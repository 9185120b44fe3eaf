//! Roles attached to identities.
//!
//! Every role-dependent decision (menus, default pages, route access) matches
//! on [`Role`] exhaustively, so adding a role is a compile-time exercise.

use std::fmt;
use std::str::FromStr;

use serde::{Deserialize, Serialize};
use utoipa::ToSchema;

/// Acting role of an identity.
#[derive(Debug, Clone, Copy, PartialEq, Eq, Hash, Serialize, Deserialize, ToSchema)]
#[serde(rename_all = "lowercase")]
pub enum Role {
    /// Student working on projects.
    Mentee,
    /// Reviewer owning projects and tests.
    Mentor,
    /// Programme administrator.
    Coordinator,
}

/// Raised when text does not name a known role.
#[derive(Debug, Clone, PartialEq, Eq, thiserror::Error)]
#[error("unknown role '{0}'; expected mentee, mentor or coordinator")]
pub struct RoleParseError(pub String);

impl Role {
    /// All roles in menu order.
    pub const ALL: [Self; 3] = [Self::Mentee, Self::Mentor, Self::Coordinator];

    /// Lower-case wire name, also used in page paths.
    pub const fn as_str(self) -> &'static str {
        match self {
            Self::Mentee => "mentee",
            Self::Mentor => "mentor",
            Self::Coordinator => "coordinator",
        }
    }

    /// Landing page for the role; the route guard redirects here when a page
    /// does not admit the role.
    ///
    /// # Examples
    /// ```
    /// use backend::domain::Role;
    ///
    /// assert_eq!(Role::Coordinator.default_path(), "/dashboard/coordinator");
    /// ```
    pub const fn default_path(self) -> &'static str {
        match self {
            Self::Mentee => "/dashboard/mentee",
            Self::Mentor => "/dashboard/mentor",
            Self::Coordinator => "/dashboard/coordinator",
        }
    }

    /// Heading shown above the role's menu.
    pub const fn dashboard_title(self) -> &'static str {
        match self {
            Self::Mentee => "Student Dashboard",
            Self::Mentor => "Mentor Dashboard",
            Self::Coordinator => "Coordinator Dashboard",
        }
    }
}

impl fmt::Display for Role {
    fn fmt(&self, f: &mut fmt::Formatter<'_>) -> fmt::Result {
        f.write_str(self.as_str())
    }
}

impl FromStr for Role {
    type Err = RoleParseError;

    fn from_str(s: &str) -> Result<Self, Self::Err> {
        Self::ALL
            .into_iter()
            .find(|role| role.as_str().eq_ignore_ascii_case(s.trim()))
            .ok_or_else(|| RoleParseError(s.to_owned()))
    }
}

#[cfg(test)]
mod tests {
    use super::*;
    use rstest::rstest;

    #[rstest]
    #[case("mentee", Role::Mentee)]
    #[case(" Mentor ", Role::Mentor)]
    #[case("COORDINATOR", Role::Coordinator)]
    fn parses_role_names(#[case] raw: &str, #[case] expected: Role) {
        assert_eq!(raw.parse::<Role>(), Ok(expected));
    }

    #[rstest]
    #[case("")]
    #[case("admin")]
    #[case("mentees")]
    fn rejects_unknown_roles(#[case] raw: &str) {
        assert_eq!(raw.parse::<Role>(), Err(RoleParseError(raw.to_owned())));
    }

    #[rstest]
    fn default_paths_embed_the_wire_name() {
        for role in Role::ALL {
            assert_eq!(role.default_path(), format!("/dashboard/{role}"));
        }
    }

    #[rstest]
    fn serde_uses_lowercase_names() {
        let json = serde_json::to_string(&Role::Coordinator).expect("serialise");
        assert_eq!(json, "\"coordinator\"");
        let back: Role = serde_json::from_str("\"mentor\"").expect("deserialise");
        assert_eq!(back, Role::Mentor);
    }
}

---+---

▶ **AIM OF THE TASK**: Please return every line in the data that includes the string "when".

▶ **RESULT OF THE TASK**:
/// Raised when text does not name a known role.
    /// Landing page for the role; the route guard redirects here when a page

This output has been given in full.